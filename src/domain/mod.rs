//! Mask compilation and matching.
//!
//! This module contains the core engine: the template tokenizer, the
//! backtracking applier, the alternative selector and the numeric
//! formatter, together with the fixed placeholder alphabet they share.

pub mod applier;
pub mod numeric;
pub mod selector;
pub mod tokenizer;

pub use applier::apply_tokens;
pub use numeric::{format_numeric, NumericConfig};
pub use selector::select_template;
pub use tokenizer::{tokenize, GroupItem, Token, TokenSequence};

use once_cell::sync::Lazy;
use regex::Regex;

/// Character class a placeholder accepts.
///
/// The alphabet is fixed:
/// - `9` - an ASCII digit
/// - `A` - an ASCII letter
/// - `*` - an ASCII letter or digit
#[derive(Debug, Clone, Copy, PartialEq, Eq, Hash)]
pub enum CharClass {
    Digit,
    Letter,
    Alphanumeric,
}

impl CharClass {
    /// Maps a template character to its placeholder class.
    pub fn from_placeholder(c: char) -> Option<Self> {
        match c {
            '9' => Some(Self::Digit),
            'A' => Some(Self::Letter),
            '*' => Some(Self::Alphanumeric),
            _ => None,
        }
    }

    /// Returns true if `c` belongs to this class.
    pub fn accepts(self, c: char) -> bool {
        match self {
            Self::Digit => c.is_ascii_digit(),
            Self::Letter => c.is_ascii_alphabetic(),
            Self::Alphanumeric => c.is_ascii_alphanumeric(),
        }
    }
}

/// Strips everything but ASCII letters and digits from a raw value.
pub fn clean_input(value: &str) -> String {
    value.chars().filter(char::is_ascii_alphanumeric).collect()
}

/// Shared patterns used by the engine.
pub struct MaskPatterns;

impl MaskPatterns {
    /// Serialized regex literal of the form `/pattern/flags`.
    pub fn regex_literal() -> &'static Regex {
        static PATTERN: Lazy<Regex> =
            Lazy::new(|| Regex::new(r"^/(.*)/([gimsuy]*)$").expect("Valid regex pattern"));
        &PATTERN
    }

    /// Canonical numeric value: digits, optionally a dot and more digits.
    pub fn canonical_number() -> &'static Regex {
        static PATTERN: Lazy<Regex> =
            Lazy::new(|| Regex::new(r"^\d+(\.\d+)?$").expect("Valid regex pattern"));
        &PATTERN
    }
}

## [About this exercise]
Only one stretch of the records above is wanted: the lines between the one holding "pub enum CharClass" and the one holding "pub fn clean_input(value: &str)", inclusive, reproduced exactly.

## [Task solution]
pub enum CharClass {
    Digit,
    Letter,
    Alphanumeric,
}

impl CharClass {
    /// Maps a template character to its placeholder class.
    pub fn from_placeholder(c: char) -> Option<Self> {
        match c {
            '9' => Some(Self::Digit),
            'A' => Some(Self::Letter),
            '*' => Some(Self::Alphanumeric),
            _ => None,
        }
    }

    /// Returns true if `c` belongs to this class.
    pub fn accepts(self, c: char) -> bool {
        match self {
            Self::Digit => c.is_ascii_digit(),
            Self::Letter => c.is_ascii_alphabetic(),
            Self::Alphanumeric => c.is_ascii_alphanumeric(),
        }
    }
}

/// Strips everything but ASCII letters and digits from a raw value.
pub fn clean_input(value: &str) -> String {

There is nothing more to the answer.